_Task to complete_: Starting at the top of the entries, restate word for word each line up to and including the one with "monitor auto|primary|secondary".

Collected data
____
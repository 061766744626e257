mod automation_export;

pub use automation_export::{AutomationExportStrategy, EXPORT_HEIGHT, EXPORT_WIDTH};
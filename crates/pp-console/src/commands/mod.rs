//! Line commands of the console session.

use std::path::PathBuf;
use std::str::FromStr;

use pp_core::preferences::ParseMonitorPreferenceError;
use pp_core::MonitorPreference;
use thiserror::Error;

pub const HELP: &str = "\
Commands:
  open <folder>           list the presentations of a folder
  refresh                 list the current folder again
  list                    show the current list
  launch <n>              start the slideshow of entry n
  monitor auto|primary|secondary
                          choose where slideshows run
  background [<image>]    set or clear the background image
  help                    show this help
  quit                    exit";

#[derive(Debug, Clone, PartialEq, Eq)]
pub enum ConsoleCommand {
    Open(PathBuf),
    Refresh,
    List,
    /// Zero-based index into the current list.
    Launch(usize),
    Monitor(MonitorPreference),
    Background(Option<PathBuf>),
    Help,
    Quit,
}

#[derive(Debug, Clone, PartialEq, Eq, Error)]
pub enum ParseCommandError {
    #[error("empty command")]
    Empty,

    #[error("unknown command: {0} (type `help`)")]
    Unknown(String),

    #[error("`{0}` needs an argument")]
    MissingArgument(&'static str),

    #[error("invalid position: {0} (positions start at 1)")]
    InvalidPosition(String),

    #[error(transparent)]
    Monitor(#[from] ParseMonitorPreferenceError),
}

impl FromStr for ConsoleCommand {
    type Err = ParseCommandError;

    fn from_str(line: &str) -> Result<Self, Self::Err> {
        let line = line.trim();
        let (verb, rest) = match line.split_once(char::is_whitespace) {
            Some((verb, rest)) => (verb, rest.trim()),
            None => (line, ""),
        };

        match verb.to_ascii_lowercase().as_str() {
            "" => Err(ParseCommandError::Empty),
            "open" if rest.is_empty() => Err(ParseCommandError::MissingArgument("open")),
            "open" => Ok(Self::Open(PathBuf::from(rest))),
            "refresh" => Ok(Self::Refresh),
            "list" | "ls" => Ok(Self::List),
            "launch" if rest.is_empty() => Err(ParseCommandError::MissingArgument("launch")),
            "launch" => match rest.parse::<usize>() {
                Ok(position) if position >= 1 => Ok(Self::Launch(position - 1)),
                _ => Err(ParseCommandError::InvalidPosition(rest.to_string())),
            },
            "monitor" if rest.is_empty() => Err(ParseCommandError::MissingArgument("monitor")),
            "monitor" => Ok(Self::Monitor(rest.parse()?)),
            "background" | "bg" if rest.is_empty() => Ok(Self::Background(None)),
            "background" | "bg" => Ok(Self::Background(Some(PathBuf::from(rest)))),
            "help" | "?" => Ok(Self::Help),
            "quit" | "exit" => Ok(Self::Quit),
            other => Err(ParseCommandError::Unknown(other.to_string())),
        }
    }
}
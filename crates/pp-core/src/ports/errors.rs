use std::path::PathBuf;

use thiserror::Error;

#[derive(Debug, Error)]
pub enum AppDirsError {
    #[error("system data-local directory unavailable")]
    DataLocalDirUnavailable,

    #[error("system cache directory unavailable")]
    CacheDirUnavailable,

    #[error("system config directory unavailable")]
    ConfigDirUnavailable,
}

/// Failures of the external presentation application.
#[derive(Debug, Error)]
pub enum AutomationError {
    /// The application is not installed or could not be started.
    #[error("presentation automation unavailable: {0}")]
    Unavailable(String),

    /// The application started but the requested operation failed.
    #[error("presentation automation failed: {0}")]
    Faulted(String),

    #[error("presentation automation cancelled")]
    Cancelled,

    #[error("presentation automation I/O error: {0}")]
    Io(#[from] std::io::Error),
}

#[derive(Debug, Error)]
pub enum DiscoveryError {
    #[error("failed to read folder {}: {source}", .path.display())]
    ReadDir {
        path: PathBuf,
        #[source]
        source: std::io::Error,
    },
}

#[derive(Debug, Error)]
pub enum LaunchError {
    #[error("presentation not found: {}", .0.display())]
    NotFound(PathBuf),

    #[error(transparent)]
    Automation(#[from] AutomationError),

    #[error("launch task failed: {0}")]
    Task(String),
}

#[derive(Debug, Error)]
pub enum PreferencesError {
    #[error("failed to read preferences at {}: {source}", .path.display())]
    Read {
        path: PathBuf,
        #[source]
        source: std::io::Error,
    },

    #[error("failed to write preferences at {}: {source}", .path.display())]
    Write {
        path: PathBuf,
        #[source]
        source: std::io::Error,
    },

    #[error("failed to serialize preferences: {0}")]
    Serialize(#[from] serde_json::Error),
}
use std::path::Path;
use std::sync::Arc;

use async_trait::async_trait;
use pp_core::ports::{
    LaunchError, OpenOptions, PresentationAutomationPort, PresentationLauncherPort,
    SlideShowSettings,
};
use pp_core::MonitorPreference;
use tracing::{info, info_span, Instrument};

use crate::automation::AutomationSession;

/// Starts a slideshow through the external presentation application.
///
/// The document stays open for the running show; the automation handle is
/// released once the show has started.
pub struct AutomationLauncher {
    automation: Arc<dyn PresentationAutomationPort>,
}

impl AutomationLauncher {
    pub fn new(automation: Arc<dyn PresentationAutomationPort>) -> Self {
        Self { automation }
    }
}

#[async_trait]
impl PresentationLauncherPort for AutomationLauncher {
    async fn launch(&self, path: &Path, preference: MonitorPreference) -> Result<(), LaunchError> {
        let span = info_span!(
            "launcher.automation.launch",
            path = %path.display(),
            preference = ?preference
        );

        async {
            if !path.is_file() {
                return Err(LaunchError::NotFound(path.to_path_buf()));
            }

            let automation = self.automation.clone();
            let presentation = path.to_path_buf();
            let settings = SlideShowSettings::for_preference(preference);

            tokio::task::spawn_blocking(move || -> Result<(), LaunchError> {
                let mut session = AutomationSession::open(
                    &*automation,
                    &presentation,
                    OpenOptions::hidden_read_only(),
                )?;
                session.presentation().run_slideshow(&settings)?;
                session.leave_open();
                Ok(())
            })
            .await
            .map_err(|e| LaunchError::Task(e.to_string()))??;

            info!(presenter_view = settings.presenter_view, "slideshow launched");
            Ok(())
        }
        .instrument(span)
        .await
    }
}
//! Small event-driven readers over package XML parts.

use quick_xml::events::{BytesStart, Event};
use quick_xml::Reader;

use super::error::PackageError;

fn xml_error(part: &str, message: impl ToString) -> PackageError {
    PackageError::Xml {
        part: part.to_string(),
        message: message.to_string(),
    }
}

/// Raw attribute value by local name, ignoring prefixed attributes unless
/// `prefixed` is set.
fn attribute(element: &BytesStart<'_>, local: &[u8], prefixed: bool) -> Option<String> {
    element.attributes().flatten().find_map(|attr| {
        let matches = attr.key.local_name().as_ref() == local
            && attr.key.prefix().is_some() == prefixed;
        matches
            .then(|| std::str::from_utf8(&attr.value).ok().map(str::to_string))
            .flatten()
    })
}

/// `(Id, Type, Target, TargetMode)` of every `<Relationship>` element.
pub(crate) fn relationships(
    part: &str,
    xml: &str,
) -> Result<Vec<(String, String, String, Option<String>)>, PackageError> {
    let mut reader = Reader::from_str(xml);
    reader.config_mut().trim_text(true);

    let mut rels = Vec::new();
    loop {
        match reader.read_event() {
            Ok(Event::Start(e)) | Ok(Event::Empty(e))
                if e.local_name().as_ref() == b"Relationship" =>
            {
                let (Some(id), Some(rel_type), Some(target)) = (
                    attribute(&e, b"Id", false),
                    attribute(&e, b"Type", false),
                    attribute(&e, b"Target", false),
                ) else {
                    continue;
                };
                rels.push((id, rel_type, target, attribute(&e, b"TargetMode", false)));
            }
            Ok(Event::Eof) => break,
            Err(e) => return Err(xml_error(part, e)),
            _ => {}
        }
    }
    Ok(rels)
}

/// Relationship ids (`r:id`) of `<p:sldId>` entries in document order.
pub(crate) fn slide_id_relationships(part: &str, xml: &str) -> Result<Vec<String>, PackageError> {
    let mut reader = Reader::from_str(xml);
    reader.config_mut().trim_text(true);

    let mut ids = Vec::new();
    let mut in_list = false;
    loop {
        match reader.read_event() {
            Ok(Event::Start(e)) if e.local_name().as_ref() == b"sldIdLst" => in_list = true,
            Ok(Event::End(e)) if e.local_name().as_ref() == b"sldIdLst" => in_list = false,
            Ok(Event::Start(e)) | Ok(Event::Empty(e))
                if in_list && e.local_name().as_ref() == b"sldId" =>
            {
                if let Some(id) = attribute(&e, b"id", true) {
                    ids.push(id);
                }
            }
            Ok(Event::Eof) => break,
            Err(e) => return Err(xml_error(part, e)),
            _ => {}
        }
    }
    Ok(ids)
}

fn resolve_entity(name: &str) -> Option<char> {
    if let Some(code) = name.strip_prefix("#x").or_else(|| name.strip_prefix("#X")) {
        return u32::from_str_radix(code, 16).ok().and_then(char::from_u32);
    }
    if let Some(code) = name.strip_prefix('#') {
        return code.parse::<u32>().ok().and_then(char::from_u32);
    }
    quick_xml::escape::resolve_predefined_entity(name).and_then(|s| s.chars().next())
}

/// Text of every DrawingML `<a:t>` run, in document order.
pub(crate) fn text_runs(part: &str, xml: &str) -> Result<Vec<String>, PackageError> {
    let mut reader = Reader::from_str(xml);

    let mut runs = Vec::new();
    let mut current: Option<String> = None;
    loop {
        match reader.read_event() {
            Ok(Event::Start(e)) if e.local_name().as_ref() == b"t" => {
                current = Some(String::new());
            }
            Ok(Event::Empty(e)) if e.local_name().as_ref() == b"t" => runs.push(String::new()),
            Ok(Event::Text(e)) => {
                if let Some(run) = current.as_mut() {
                    let text = std::str::from_utf8(e.as_ref()).map_err(|err| xml_error(part, err))?;
                    run.push_str(text);
                }
            }
            Ok(Event::GeneralRef(e)) => {
                if let Some(run) = current.as_mut() {
                    let name = std::str::from_utf8(&e).map_err(|err| xml_error(part, err))?;
                    match resolve_entity(name) {
                        Some(ch) => run.push(ch),
                        None => return Err(xml_error(part, format!("unknown entity &{name};"))),
                    }
                }
            }
            Ok(Event::CData(e)) => {
                if let Some(run) = current.as_mut() {
                    run.push_str(&String::from_utf8_lossy(&e));
                }
            }
            Ok(Event::End(e)) if e.local_name().as_ref() == b"t" => {
                if let Some(run) = current.take() {
                    runs.push(run);
                }
            }
            Ok(Event::Eof) => break,
            Err(e) => return Err(xml_error(part, e)),
            _ => {}
        }
    }
    Ok(runs)
}
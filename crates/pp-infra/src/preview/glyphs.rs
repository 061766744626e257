//! Built-in 5×7 bitmap font covering printable ASCII.
//!
//! Each glyph is five columns, left to right; bit 0 of a column is the top row.

pub(crate) const GLYPH_WIDTH: u32 = 5;
pub(crate) const GLYPH_HEIGHT: u32 = 7;

const FIRST: u8 = b' ';
const LAST: u8 = b'~';

#[rustfmt::skip]
const FONT: [[u8; 5]; 95] = [
    [0x00, 0x00, 0x00, 0x00, 0x00], // ' '
    [0x00, 0x00, 0x5F, 0x00, 0x00], // !
    [0x00, 0x07, 0x00, 0x07, 0x00], // "
    [0x14, 0x7F, 0x14, 0x7F, 0x14], // #
    [0x24, 0x2A, 0x7F, 0x2A, 0x12], // $
    [0x23, 0x13, 0x08, 0x64, 0x62], // %
    [0x36, 0x49, 0x55, 0x22, 0x50], // &
    [0x00, 0x05, 0x03, 0x00, 0x00], // '
    [0x00, 0x1C, 0x22, 0x41, 0x00], // (
    [0x00, 0x41, 0x22, 0x1C, 0x00], // )
    [0x08, 0x2A, 0x1C, 0x2A, 0x08], // *
    [0x08, 0x08, 0x3E, 0x08, 0x08], // +
    [0x00, 0x50, 0x30, 0x00, 0x00], // ,
    [0x08, 0x08, 0x08, 0x08, 0x08], // -
    [0x00, 0x60, 0x60, 0x00, 0x00], // .
    [0x20, 0x10, 0x08, 0x04, 0x02], // /
    [0x3E, 0x51, 0x49, 0x45, 0x3E], // 0
    [0x00, 0x42, 0x7F, 0x40, 0x00], // 1
    [0x42, 0x61, 0x51, 0x49, 0x46], // 2
    [0x21, 0x41, 0x45, 0x4B, 0x31], // 3
    [0x18, 0x14, 0x12, 0x7F, 0x10], // 4
    [0x27, 0x45, 0x45, 0x45, 0x39], // 5
    [0x3C, 0x4A, 0x49, 0x49, 0x30], // 6
    [0x01, 0x71, 0x09, 0x05, 0x03], // 7
    [0x36, 0x49, 0x49, 0x49, 0x36], // 8
    [0x06, 0x49, 0x49, 0x29, 0x1E], // 9
    [0x00, 0x36, 0x36, 0x00, 0x00], // :
    [0x00, 0x56, 0x36, 0x00, 0x00], // ;
    [0x00, 0x08, 0x14, 0x22, 0x41], // <
    [0x14, 0x14, 0x14, 0x14, 0x14], // =
    [0x41, 0x22, 0x14, 0x08, 0x00], // >
    [0x02, 0x01, 0x51, 0x09, 0x06], // ?
    [0x32, 0x49, 0x79, 0x41, 0x3E], // @
    [0x7E, 0x11, 0x11, 0x11, 0x7E], // A
    [0x7F, 0x49, 0x49, 0x49, 0x36], // B
    [0x3E, 0x41, 0x41, 0x41, 0x22], // C
    [0x7F, 0x41, 0x41, 0x22, 0x1C], // D
    [0x7F, 0x49, 0x49, 0x49, 0x41], // E
    [0x7F, 0x09, 0x09, 0x01, 0x01], // F
    [0x3E, 0x41, 0x41, 0x51, 0x32], // G
    [0x7F, 0x08, 0x08, 0x08, 0x7F], // H
    [0x00, 0x41, 0x7F, 0x41, 0x00], // I
    [0x20, 0x40, 0x41, 0x3F, 0x01], // J
    [0x7F, 0x08, 0x14, 0x22, 0x41], // K
    [0x7F, 0x40, 0x40, 0x40, 0x40], // L
    [0x7F, 0x02, 0x04, 0x02, 0x7F], // M
    [0x7F, 0x04, 0x08, 0x10, 0x7F], // N
    [0x3E, 0x41, 0x41, 0x41, 0x3E], // O
    [0x7F, 0x09, 0x09, 0x09, 0x06], // P
    [0x3E, 0x41, 0x51, 0x21, 0x5E], // Q
    [0x7F, 0x09, 0x19, 0x29, 0x46], // R
    [0x46, 0x49, 0x49, 0x49, 0x31], // S
    [0x01, 0x01, 0x7F, 0x01, 0x01], // T
    [0x3F, 0x40, 0x40, 0x40, 0x3F], // U
    [0x1F, 0x20, 0x40, 0x20, 0x1F], // V
    [0x7F, 0x20, 0x18, 0x20, 0x7F], // W
    [0x63, 0x14, 0x08, 0x14, 0x63], // X
    [0x03, 0x04, 0x78, 0x04, 0x03], // Y
    [0x61, 0x51, 0x49, 0x45, 0x43], // Z
    [0x00, 0x00, 0x7F, 0x41, 0x41], // [
    [0x02, 0x04, 0x08, 0x10, 0x20], // \
    [0x41, 0x41, 0x7F, 0x00, 0x00], // ]
    [0x04, 0x02, 0x01, 0x02, 0x04], // ^
    [0x40, 0x40, 0x40, 0x40, 0x40], // _
    [0x00, 0x01, 0x02, 0x04, 0x00], // `
    [0x20, 0x54, 0x54, 0x54, 0x78], // a
    [0x7F, 0x48, 0x44, 0x44, 0x38], // b
    [0x38, 0x44, 0x44, 0x44, 0x20], // c
    [0x38, 0x44, 0x44, 0x48, 0x7F], // d
    [0x38, 0x54, 0x54, 0x54, 0x18], // e
    [0x08, 0x7E, 0x09, 0x01, 0x02], // f
    [0x08, 0x14, 0x54, 0x54, 0x3C], // g
    [0x7F, 0x08, 0x04, 0x04, 0x78], // h
    [0x00, 0x44, 0x7D, 0x40, 0x00], // i
    [0x20, 0x40, 0x44, 0x3D, 0x00], // j
    [0x00, 0x7F, 0x10, 0x28, 0x44], // k
    [0x00, 0x41, 0x7F, 0x40, 0x00], // l
    [0x7C, 0x04, 0x18, 0x04, 0x78], // m
    [0x7C, 0x08, 0x04, 0x04, 0x78], // n
    [0x38, 0x44, 0x44, 0x44, 0x38], // o
    [0x7C, 0x14, 0x14, 0x14, 0x08], // p
    [0x08, 0x14, 0x14, 0x18, 0x7C], // q
    [0x7C, 0x08, 0x04, 0x04, 0x08], // r
    [0x48, 0x54, 0x54, 0x54, 0x20], // s
    [0x04, 0x3F, 0x44, 0x40, 0x20], // t
    [0x3C, 0x40, 0x40, 0x20, 0x7C], // u
    [0x1C, 0x20, 0x40, 0x20, 0x1C], // v
    [0x3C, 0x40, 0x30, 0x40, 0x3C], // w
    [0x44, 0x28, 0x10, 0x28, 0x44], // x
    [0x0C, 0x50, 0x50, 0x50, 0x3C], // y
    [0x44, 0x64, 0x54, 0x4C, 0x44], // z
    [0x00, 0x08, 0x36, 0x41, 0x00], // {
    [0x00, 0x00, 0x7F, 0x00, 0x00], // |
    [0x00, 0x41, 0x36, 0x08, 0x00], // }
    [0x08, 0x04, 0x08, 0x10, 0x08], // ~
];

/// Column data for `ch`; anything outside printable ASCII draws as `?`.
pub(crate) fn glyph(ch: char) -> &'static [u8; 5] {
    let code = u8::try_from(ch)
        .ok()
        .filter(|c| (FIRST..=LAST).contains(c))
        .unwrap_or(b'?');
    &FONT[usize::from(code - FIRST)]
}

#[cfg(test)]
mod tests {
    use super::*;

    #[test]
    fn table_covers_printable_ascii() {
        assert_eq!(FONT.len(), usize::from(LAST - FIRST) + 1);
        assert_eq!(glyph(' '), &[0; 5]);
        assert_ne!(glyph('A'), glyph('B'));
    }

    #[test]
    fn columns_fit_seven_rows() {
        for columns in FONT.iter() {
            for column in columns {
                assert!(u32::from(*column) < (1 << GLYPH_HEIGHT));
            }
        }
    }

    #[test]
    fn unsupported_characters_fall_back_to_question_mark() {
        assert_eq!(glyph('é'), glyph('?'));
        assert_eq!(glyph('\n'), glyph('?'));
        assert_eq!(glyph('\u{7f}'), glyph('?'));
    }
}
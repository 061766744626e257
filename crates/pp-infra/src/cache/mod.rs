pub mod atomic_file;
pub mod preview_cache;

pub use atomic_file::{persist_with, sibling_temp_path};
pub use preview_cache::{cache_file_name, PreviewCacheService};
use std::path::Path;
use std::sync::Arc;

use async_trait::async_trait;
use pp_core::ports::{DisplayPort, LaunchError, PresentationLauncherPort};
use pp_core::MonitorPreference;
use tracing::debug;

/// Resolves `Automatic` from the displays attached at launch time, then
/// delegates. Explicit preferences pass through without querying displays.
pub struct MonitorAwareLauncher {
    inner: Arc<dyn PresentationLauncherPort>,
    displays: Arc<dyn DisplayPort>,
}

impl MonitorAwareLauncher {
    pub fn new(inner: Arc<dyn PresentationLauncherPort>, displays: Arc<dyn DisplayPort>) -> Self {
        Self { inner, displays }
    }
}

#[async_trait]
impl PresentationLauncherPort for MonitorAwareLauncher {
    async fn launch(&self, path: &Path, preference: MonitorPreference) -> Result<(), LaunchError> {
        let resolved = match preference {
            MonitorPreference::Automatic => {
                let resolved = preference.resolve(self.displays.has_multiple_displays());
                debug!(?resolved, "resolved automatic monitor preference");
                resolved
            }
            explicit => explicit,
        };
        self.inner.launch(path, resolved).await
    }
}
____
_Your solution_:
repository 061766744626e257
mod automation_export;

pub use automation_export::{AutomationExportStrategy, EXPORT_HEIGHT, EXPORT_WIDTH};
filename crates/pp-console/src/commands/mod.rs
//! Line commands of the console session.

use std::path::PathBuf;
use std::str::FromStr;

use pp_core::preferences::ParseMonitorPreferenceError;
use pp_core::MonitorPreference;
use thiserror::Error;

pub const HELP: &str = "\
Commands:
  open <folder>           list the presentations of a folder
  refresh                 list the current folder again
  list                    show the current list
  launch <n>              start the slideshow of entry n
  monitor auto|primary|secondary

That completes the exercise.